◆ **Exercise details**
Find the string "NotPubkeyHash" in the entries and copy each line that has it.
Segment Start: Input
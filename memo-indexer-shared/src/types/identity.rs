use std::fmt;
use std::str::FromStr;

use bitcoin::hashes::Hash as _;
use bitcoin::{Address, Network, PubkeyHash};
use serde::{Deserialize, Serialize};
use thiserror::Error;

/// The public-key-hash that authored an action.
///
/// Derived from the signing script of the transaction, never taken from the
/// payload itself. Displays as a mainnet P2PKH address.
#[derive(Debug, Clone, Copy, PartialEq, Eq, Hash, PartialOrd, Ord, Serialize, Deserialize)]
#[serde(transparent)]
pub struct Identity(PubkeyHash);

#[derive(Debug, Clone, PartialEq, Eq, Error)]
pub enum InvalidIdentity {
    #[error("public key hash must be 20 bytes, got {0}")]
    Length(usize),
    #[error("invalid address: {0}")]
    Address(String),
    #[error("address is not pay-to-public-key-hash")]
    NotPubkeyHash,
}

impl Identity {
    /// HASH160 of a serialized public key.
    pub fn from_pubkey(pubkey: &[u8]) -> Self {
        Identity(PubkeyHash::hash(pubkey))
    }

    pub fn from_byte_array(bytes: [u8; 20]) -> Self {
        Identity(PubkeyHash::from_byte_array(bytes))
    }

    pub fn from_slice(bytes: &[u8]) -> Result<Self, InvalidIdentity> {
        PubkeyHash::from_slice(bytes)
            .map(Identity)
            .map_err(|_| InvalidIdentity::Length(bytes.len()))
    }

    pub fn as_bytes(&self) -> &[u8] {
        self.0.as_byte_array()
    }

    pub fn pubkey_hash(&self) -> PubkeyHash {
        self.0
    }

    pub fn to_address(&self) -> Address {
        Address::p2pkh(self.0, Network::Bitcoin)
    }
}

impl From<PubkeyHash> for Identity {
    fn from(hash: PubkeyHash) -> Self {
        Identity(hash)
    }
}

impl fmt::Display for Identity {
    fn fmt(&self, f: &mut fmt::Formatter<'_>) -> fmt::Result {
        write!(f, "{}", self.to_address())
    }
}

impl FromStr for Identity {
    type Err = InvalidIdentity;

    fn from_str(s: &str) -> Result<Self, Self::Err> {
        let address = Address::from_str(s)
            .map_err(|e| InvalidIdentity::Address(e.to_string()))?
            .require_network(Network::Bitcoin)
            .map_err(|e| InvalidIdentity::Address(e.to_string()))?;
        address
            .pubkey_hash()
            .map(Identity)
            .ok_or(InvalidIdentity::NotPubkeyHash)
    }
}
Segment End: Input
◆ **Written reply**
    NotPubkeyHash,
            .ok_or(InvalidIdentity::NotPubkeyHash)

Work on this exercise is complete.